一つの実施形態では、本発明は、膜結合型のあるNOVXタンパク質またはポリペプチドまたはその生物学的に活性な部分に結合するかまたは活性を調整する候補または試験化合物をスクリーニングするためのアッセイを提供する。本発明の試験化合物を、生物学的ライブラリー;空間的にアドレス参照可能な並列の固相または液相ライブラリー;デコンボリューションを必要とする合成的ライブラリー方法;「1ビーズ1化合物」ライブラリー方法;およびアフィニティークロマトグラフィー選択を使用する合成ライブラリー方法:を含む、当該分野において周知のコンビナトリアルライブラリーにおける数多くのアプローチのいずれを用いても得られる。生物学的ライブラリーのアプローチはペプチドライブラリーに限定される一方で、他の4種のアプローチはペプチド、非ペプチドオリゴマーまたは化合物の低分子ライブラリーに適用可能である。例えば、Lam, 1997. Anticancer Drug Design 12: 145を参照されたい。

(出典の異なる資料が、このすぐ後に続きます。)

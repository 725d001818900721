#![deny(
    unsafe_code,
    missing_docs,
    dead_code,
    unused_results,
    non_snake_case,
    unreachable_pub
)]

//! Camera rig system: keyboard panning, drag panning and clamped zoom.
//!
//! The rig only computes where the camera should be; the host applies the
//! resulting position and field of view to its own camera.

use glam::{Vec2, Vec3};

/// Zoom at which panning runs at the configured base speed.
const REFERENCE_ZOOM: f32 = 45.0;
/// Fraction of a key press applied to the zoom per frame.
const ZOOM_KEY_STEP: f32 = 0.5;
/// Rate at which the field of view converges on the zoom.
const FIELD_OF_VIEW_EASING: f32 = 5.0;

/// Tunable parameters of the camera rig.
#[derive(Clone, Copy, Debug, PartialEq)]
pub struct CameraConfig {
    /// Base speed of drag panning.
    pub drag_speed: f32,
    /// Base speed of keyboard panning.
    pub key_speed: f32,
    /// Lowest reachable zoom.
    pub min_zoom: f32,
    /// Highest reachable zoom.
    pub max_zoom: f32,
    /// Zoom change per scroll unit.
    pub zoom_speed: f32,
    /// Zoom the rig starts with.
    pub initial_zoom: f32,
}

impl Default for CameraConfig {
    fn default() -> Self {
        Self {
            drag_speed: 2.4,
            key_speed: 30.0,
            min_zoom: 10.0,
            max_zoom: 60.0,
            zoom_speed: 20.0,
            initial_zoom: 30.0,
        }
    }
}

/// Direction of a discrete zoom key press.
#[derive(Clone, Copy, Debug, PartialEq, Eq)]
pub enum ZoomKey {
    /// Narrows the view.
    In,
    /// Widens the view.
    Out,
}

/// Input snapshot distilled from adapter-provided frame input data.
#[derive(Clone, Copy, Debug, Default, PartialEq)]
pub struct CameraInput {
    /// Horizontal and vertical pan axes in `-1.0..=1.0`.
    pub axis: Vec2,
    /// Whether the drag button went down on this frame.
    pub drag_started: bool,
    /// Whether the drag button is held on this frame.
    pub drag_held: bool,
    /// Pointer position in screen space.
    pub cursor: Vec2,
    /// Scroll wheel delta.
    pub scroll: f32,
    /// Zoom key pressed on this frame.
    pub zoom_key: Option<ZoomKey>,
}

/// Camera position and zoom state driven by per-frame input.
#[derive(Clone, Debug)]
pub struct CameraRig {
    config: CameraConfig,
    position: Vec3,
    zoom: f32,
    field_of_view: f32,
    drag_anchor: Option<Vec2>,
}

impl CameraRig {
    /// Creates a rig at `position` with the configured initial zoom.
    #[must_use]
    pub fn new(config: CameraConfig, position: Vec3) -> Self {
        let zoom = config.initial_zoom.clamp(config.min_zoom, config.max_zoom);
        Self {
            config,
            position,
            zoom,
            field_of_view: zoom,
            drag_anchor: None,
        }
    }

    /// Current camera position.
    #[must_use]
    pub const fn position(&self) -> Vec3 {
        self.position
    }

    /// Target zoom.
    #[must_use]
    pub const fn zoom(&self) -> f32 {
        self.zoom
    }

    /// Field of view easing towards the zoom.
    #[must_use]
    pub const fn field_of_view(&self) -> f32 {
        self.field_of_view
    }

    /// Advances the rig by one frame of `dt` seconds.
    pub fn update(&mut self, input: &CameraInput, dt: f32) {
        self.pan(input, dt);
        self.apply_zoom(input, dt);
    }

    /// Debug description used by the overlay.
    #[must_use]
    pub fn describe(&self) -> String {
        format!(
            "Zoom={}, x={:.1}, z={:.1}",
            self.zoom, self.position.x, self.position.z
        )
    }

    fn zoom_scaled(&self, speed: f32) -> f32 {
        speed * (self.zoom / REFERENCE_ZOOM)
    }

    fn pan(&mut self, input: &CameraInput, dt: f32) {
        let key_speed = self.zoom_scaled(self.config.key_speed) * dt;
        if input.axis != Vec2::ZERO {
            self.position += Vec3::new(input.axis.x * key_speed, 0.0, input.axis.y * key_speed);
        }

        let drag_speed = self.zoom_scaled(self.config.drag_speed) * dt;
        if input.drag_started {
            self.drag_anchor = Some(input.cursor);
        } else if input.drag_held {
            if let Some(anchor) = self.drag_anchor {
                let delta = input.cursor - anchor;
                self.position += Vec3::new(-delta.x * drag_speed, 0.0, -delta.y * drag_speed);
            }
            self.drag_anchor = Some(input.cursor);
        } else {
            self.drag_anchor = None;
        }
    }

    fn apply_zoom(&mut self, input: &CameraInput, dt: f32) {
        let (min, max) = (self.config.min_zoom, self.config.max_zoom);
        if input.scroll != 0.0 {
            self.zoom = (self.zoom - input.scroll * self.config.zoom_speed).clamp(min, max);
        }

        let step = match input.zoom_key {
            Some(ZoomKey::Out) => ZOOM_KEY_STEP,
            Some(ZoomKey::In) => -ZOOM_KEY_STEP,
            None => 0.0,
        };
        if step != 0.0 {
            self.zoom = (self.zoom + step * self.config.zoom_speed).clamp(min, max);
        }

        let t = (dt * FIELD_OF_VIEW_EASING).clamp(0.0, 1.0);
        self.field_of_view += (self.zoom - self.field_of_view) * t;
    }
}

impl Default for CameraRig {
    fn default() -> Self {
        Self::new(CameraConfig::default(), Vec3::ZERO)
    }
}
//! Compiled tool registry.
//!
//! The registry is built once by [`crate::compiler::compile`] and is read-only afterwards; the
//! dispatcher shares it behind an `Arc`. Iteration order is insertion order, which is what
//! makes name resolution (first match wins) deterministic.

use crate::naming::{Route, ToolId};
use indexmap::IndexMap;
use rmcp::model::{JsonObject, Tool};
use serde_json::{Value, json};
use std::sync::Arc;

/// Default primitive type for parameters that do not declare one.
pub const DEFAULT_PARAMETER_TYPE: &str = "string";

/// One compiled tool.
#[derive(Debug, Clone, PartialEq)]
pub struct ToolDescriptor {
    /// Display name (not unique).
    pub name: String,
    pub description: String,
    pub input_contract: InputContract,
    /// The exact method + path template this tool was compiled from.
    pub route: Route,
}

/// Object-shaped input schema built from an operation's declared parameters.
#[derive(Debug, Clone, Default, PartialEq)]
pub struct InputContract {
    pub properties: IndexMap<String, PropertySpec>,
    /// `None` until at least one required parameter has been seen.
    pub required: Option<Vec<String>>,
}

#[derive(Debug, Clone, PartialEq, Eq)]
pub struct PropertySpec {
    pub kind: String,
    pub description: String,
}

impl InputContract {
    pub(crate) fn insert_property(&mut self, name: &str, spec: PropertySpec, required: bool) {
        self.properties.insert(name.to_string(), spec);
        if required {
            let names = self.required.get_or_insert_with(Vec::new);
            if !names.iter().any(|n| n == name) {
                names.push(name.to_string());
            }
        }
    }

    /// JSON Schema form advertised in `tools/list`.
    #[must_use]
    pub fn to_json_schema(&self) -> JsonObject {
        let properties: serde_json::Map<String, Value> = self
            .properties
            .iter()
            .map(|(name, spec)| {
                (
                    name.clone(),
                    json!({ "type": spec.kind, "description": spec.description }),
                )
            })
            .collect();

        let mut schema = JsonObject::new();
        schema.insert("type".to_string(), json!("object"));
        schema.insert("properties".to_string(), Value::Object(properties));
        if let Some(required) = &self.required {
            schema.insert("required".to_string(), json!(required));
        }
        schema
    }
}

/// Tool identifier -> descriptor, in insertion order.
#[derive(Debug, Clone, Default)]
pub struct Registry {
    tools: IndexMap<ToolId, ToolDescriptor>,
    title: Option<String>,
    version: Option<String>,
}

impl Registry {
    #[must_use]
    pub fn new() -> Self {
        Self::default()
    }

    pub(crate) fn set_document_info(&mut self, title: Option<String>, version: Option<String>) {
        self.title = title;
        self.version = version;
    }

    /// Insert a descriptor. An existing entry with the same identifier is replaced in place
    /// (keeping its position) and returned.
    pub fn insert(&mut self, id: ToolId, descriptor: ToolDescriptor) -> Option<ToolDescriptor> {
        self.tools.insert(id, descriptor)
    }

    #[must_use]
    pub fn get(&self, id: &str) -> Option<&ToolDescriptor> {
        self.tools.get(id)
    }

    #[must_use]
    pub fn get_key_value(&self, id: &str) -> Option<(&ToolId, &ToolDescriptor)> {
        self.tools.get_key_value(id)
    }

    #[must_use]
    pub fn contains_id(&self, id: &str) -> bool {
        self.tools.contains_key(id)
    }

    /// First descriptor (in registry order) whose name equals `name`.
    #[must_use]
    pub fn find_by_name(&self, name: &str) -> Option<(&ToolId, &ToolDescriptor)> {
        self.tools.iter().find(|(_, d)| d.name == name)
    }

    pub fn iter(&self) -> impl Iterator<Item = (&ToolId, &ToolDescriptor)> {
        self.tools.iter()
    }

    #[must_use]
    pub fn len(&self) -> usize {
        self.tools.len()
    }

    #[must_use]
    pub fn is_empty(&self) -> bool {
        self.tools.is_empty()
    }

    /// Every `(identifier, name)` pair, used for "tool not found" diagnostics.
    #[must_use]
    pub fn id_name_pairs(&self) -> Vec<(String, String)> {
        self.tools
            .iter()
            .map(|(id, d)| (id.to_string(), d.name.clone()))
            .collect()
    }

    /// `info.title` of the compiled document, if any.
    #[must_use]
    pub fn title(&self) -> Option<&str> {
        self.title.as_deref()
    }

    #[must_use]
    pub fn version(&self) -> Option<&str> {
        self.version.as_deref()
    }

    /// The MCP `Tool`s exposed by this registry, in registry order.
    #[must_use]
    pub fn list_tools(&self) -> Vec<Tool> {
        self.tools
            .values()
            .map(|d| {
                let mut tool = Tool::new(
                    d.name.clone(),
                    d.description.clone(),
                    Arc::new(d.input_contract.to_json_schema()),
                );
                tool.annotations = Some(crate::semantics::annotations_for_method(&d.route.method));
                tool
            })
            .collect()
    }
}
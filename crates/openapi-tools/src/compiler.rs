//! `OpenAPI` document -> tool registry.

use crate::document::{ApiDocument, Operation};
use crate::naming::{Route, ToolId, tool_name};
use crate::registry::{DEFAULT_PARAMETER_TYPE, InputContract, PropertySpec, Registry, ToolDescriptor};
use reqwest::Method;

/// Compile every operation of `document` into a [`Registry`].
///
/// Operations are visited in document order. Operations that cannot be read (malformed
/// operation object, method key that is not an HTTP token) are skipped with a warning. When two
/// operations map to the same identifier the later one replaces the earlier one.
#[must_use]
pub fn compile(document: &ApiDocument) -> Registry {
    let mut registry = Registry::new();
    registry.set_document_info(
        document.title().map(str::to_string),
        document.version().map(str::to_string),
    );

    for (path, method, value) in document.operations() {
        let operation: Operation = match serde_yaml::from_value(value.clone()) {
            Ok(op) => op,
            Err(e) => {
                tracing::warn!(
                    "Skipping {} {}: unreadable operation: {}",
                    method.to_uppercase(),
                    path,
                    e
                );
                continue;
            }
        };

        let Some(route) = route_for(method, path) else {
            tracing::warn!(
                "Skipping {} {}: '{}' is not a valid HTTP method",
                method.to_uppercase(),
                path,
                method
            );
            continue;
        };

        let id = ToolId::derive(method, path);
        let descriptor = compile_operation(&operation, route);

        if let Some(previous) = registry.insert(id.clone(), descriptor) {
            tracing::warn!(
                tool_id = %id,
                replaced = %previous.name,
                "tool identifier collision; later operation overwrites earlier one"
            );
        }
    }

    tracing::debug!(tools = registry.len(), "compiled OpenAPI operations");
    registry
}

fn route_for(method: &str, path: &str) -> Option<Route> {
    let method = Method::from_bytes(method.to_uppercase().as_bytes()).ok()?;
    Some(Route {
        method,
        path: path.to_string(),
    })
}

fn compile_operation(operation: &Operation, route: Route) -> ToolDescriptor {
    let method = route.method.as_str();
    let name = tool_name(operation.summary.as_deref(), method, &route.path);
    let description = operation
        .description
        .clone()
        .unwrap_or_else(|| fallback_description(method, &route.path));

    ToolDescriptor {
        name,
        description,
        input_contract: build_input_contract(operation),
        route,
    }
}

/// Description used when an operation has none.
#[must_use]
pub fn fallback_description(method: &str, path: &str) -> String {
    format!("Make a {} request to {}", method.to_uppercase(), path)
}

fn build_input_contract(operation: &Operation) -> InputContract {
    let mut contract = InputContract::default();

    for param in &operation.parameters {
        let (Some(name), Some(_location)) = (param.name.as_deref(), param.location.as_deref())
        else {
            continue;
        };

        let spec = PropertySpec {
            kind: param
                .declared_type()
                .unwrap_or(DEFAULT_PARAMETER_TYPE)
                .to_string(),
            description: param
                .description
                .clone()
                .unwrap_or_else(|| format!("{name} parameter")),
        };
        contract.insert_property(name, spec, param.required);
    }

    contract
}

本明細書において使用する「低分子」とは、約5kD未満の、最も好ましくは約4kD未満の分子量を有する組成物を指す。低分子は、例えば、核酸、ペプチド、ポリペプチド、ペプチドミメティクス、炭水化物、脂質または他の有機のまたは無機の分子であり得る。化学的および/または、真菌、細菌、または藻類の抽出物のような、生物学的混合物は当該分野において公知であり、本発明の任意のアッセイを用いてスクリーニングすることができる。
分子ライブラリー合成方法の例を、例えば、DeWitt, et al., 1993. Proc. Natl. Acad. Sci. U.S.A. 90: 6909、Erb, et al., 1994. Proc. Natl. Acad. Sci. U.S.A. 91: 11422、Zuckermann, et al., 1994. J. Med. Chem. 37: 2678、Cho, et al., 1993. Science 261: 1303; Carrell, et al., 1994. Angew. Chem. Int. Ed. Engl. 33: 2059、Carell, et al., 1994. Angew. Chem. Int. Ed. Engl. 33: 2061、およびGallop, et al., 1994. J. Med. Chem. 37: 1233における当該分野に見出し得る。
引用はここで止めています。